* [WHAT THE TASK ASKS]:
Using the data beneath, show every line that includes the word "configuration".

Saved entries
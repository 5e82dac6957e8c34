//! Cross-origin policy applied uniformly to every bound HTTP route.
//!
//! The policy is pure: it answers "which headers go on this response" and
//! leaves attaching them to the serving runtime.  Header names are returned in
//! lowercase, which every HTTP/1.1 and HTTP/2 stack accepts.
//!
//! # Rules
//!
//! - A request without an `Origin` header is not cross-origin: no headers.
//! - An origin the policy does not allow gets no headers (the browser then
//!   blocks the response).
//! - With credentials enabled the allowed origin is echoed back, never `*`,
//!   and `vary: origin` is added so caches keep per-origin copies.

use serde::{Deserialize, Serialize};

use crate::domain::HttpMethod;

pub const ALLOW_ORIGIN: &str = "access-control-allow-origin";
pub const ALLOW_METHODS: &str = "access-control-allow-methods";
pub const ALLOW_HEADERS: &str = "access-control-allow-headers";
pub const ALLOW_CREDENTIALS: &str = "access-control-allow-credentials";
pub const MAX_AGE: &str = "access-control-max-age";
pub const VARY: &str = "vary";

/// Which origins may call the service.
#[derive(Debug, Clone, PartialEq, Eq, Serialize, Deserialize)]
#[serde(untagged)]
pub enum AllowedOrigins {
    /// `"*"` in configuration.
    Any(AnyOrigin),
    List(Vec<String>),
}

/// Marker deserialized from the literal string `"*"`.
#[derive(Debug, Clone, Copy, PartialEq, Eq, Serialize, Deserialize)]
pub enum AnyOrigin {
    #[serde(rename = "*")]
    Wildcard,
}

impl AllowedOrigins {
    pub fn any() -> Self {
        Self::Any(AnyOrigin::Wildcard)
    }

    pub fn list<I, S>(origins: I) -> Self
    where
        I: IntoIterator<Item = S>,
        S: Into<String>,
    {
        Self::List(origins.into_iter().map(Into::into).collect())
    }

    fn matches(&self, origin: &str) -> bool {
        match self {
            Self::Any(_) => true,
            Self::List(list) => list.iter().any(|allowed| allowed == origin),
        }
    }
}

/// One CORS policy for the whole service.
#[derive(Debug, Clone, PartialEq, Eq)]
pub struct CorsPolicy {
    pub origins: AllowedOrigins,
    pub methods: Vec<HttpMethod>,
    pub headers: Vec<String>,
    pub allow_credentials: bool,
    pub max_age_secs: u64,
}

impl Default for CorsPolicy {
    /// Any origin, `Content-Type` and `Authorization` headers, credentials
    /// allowed, ten-minute preflight cache.
    fn default() -> Self {
        Self {
            origins: AllowedOrigins::any(),
            methods: vec![
                HttpMethod::Get,
                HttpMethod::Post,
                HttpMethod::Put,
                HttpMethod::Patch,
                HttpMethod::Delete,
                HttpMethod::Options,
            ],
            headers: vec!["Content-Type".to_owned(), "Authorization".to_owned()],
            allow_credentials: true,
            max_age_secs: 600,
        }
    }
}

pub type HeaderPairs = Vec<(&'static str, String)>;

impl CorsPolicy {
    pub fn allows_origin(&self, origin: &str) -> bool {
        self.origins.matches(origin)
    }

    /// Headers for an actual (non-preflight) response.
    ///
    /// Empty when `origin` is absent or not allowed.
    pub fn response_headers(&self, origin: Option<&str>) -> HeaderPairs {
        let Some(origin) = origin.filter(|o| self.allows_origin(o)) else {
            return Vec::new();
        };

        let mut headers = Vec::with_capacity(3);
        match (&self.origins, self.allow_credentials) {
            (AllowedOrigins::Any(_), false) => headers.push((ALLOW_ORIGIN, "*".to_owned())),
            _ => {
                headers.push((ALLOW_ORIGIN, origin.to_owned()));
                headers.push((VARY, "origin".to_owned()));
            }
        }
        if self.allow_credentials {
            headers.push((ALLOW_CREDENTIALS, "true".to_owned()));
        }
        headers
    }

    /// Headers for a preflight `OPTIONS` request, or `None` when the origin
    /// or the requested method is not allowed.
    pub fn preflight_headers(
        &self,
        origin: Option<&str>,
        requested_method: Option<&str>,
    ) -> Option<HeaderPairs> {
        let mut headers = self.response_headers(origin);
        if headers.is_empty() {
            return None;
        }
        if let Some(requested) = requested_method {
            let method = requested.parse::<HttpMethod>().ok()?;
            if !self.methods.contains(&method) {
                return None;
            }
        }

        let methods: Vec<&str> = self.methods.iter().map(|m| m.as_str()).collect();
        headers.push((ALLOW_METHODS, methods.join(", ")));
        headers.push((ALLOW_HEADERS, self.headers.join(", ")));
        headers.push((MAX_AGE, self.max_age_secs.to_string()));
        Some(headers)
    }
}
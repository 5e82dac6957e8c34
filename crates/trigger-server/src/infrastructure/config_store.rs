//! Loads [`ServerSettings`] from a TOML file.
//!
//! A missing file is not an error: the server runs on defaults, the same way
//! a first start with no configuration would.

use std::path::{Path, PathBuf};

use thiserror::Error;
use tracing::debug;

use crate::domain::ServerSettings;

#[derive(Debug, Error)]
pub enum ConfigStoreError {
    #[error("I/O error reading settings at {path}: {source}")]
    Io {
        path: PathBuf,
        #[source]
        source: std::io::Error,
    },

    #[error("failed to parse settings at {path}: {source}")]
    Parse {
        path: PathBuf,
        #[source]
        source: toml::de::Error,
    },
}

/// Reads settings from `path`, or returns defaults if the file does not exist.
///
/// # Errors
///
/// [`ConfigStoreError::Io`] for file-system errors other than "not found",
/// [`ConfigStoreError::Parse`] for malformed TOML.
pub fn load_settings(path: &Path) -> Result<ServerSettings, ConfigStoreError> {
    match std::fs::read_to_string(path) {
        Ok(content) => toml::from_str(&content).map_err(|source| ConfigStoreError::Parse {
            path: path.to_path_buf(),
            source,
        }),
        Err(e) if e.kind() == std::io::ErrorKind::NotFound => {
            debug!("no settings file at {}; using defaults", path.display());
            Ok(ServerSettings::default())
        }
        Err(source) => Err(ConfigStoreError::Io {
            path: path.to_path_buf(),
            source,
        }),
    }
}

* [TASK SOLUTION]:
    /// `"*"` in configuration.
//! a first start with no configuration would.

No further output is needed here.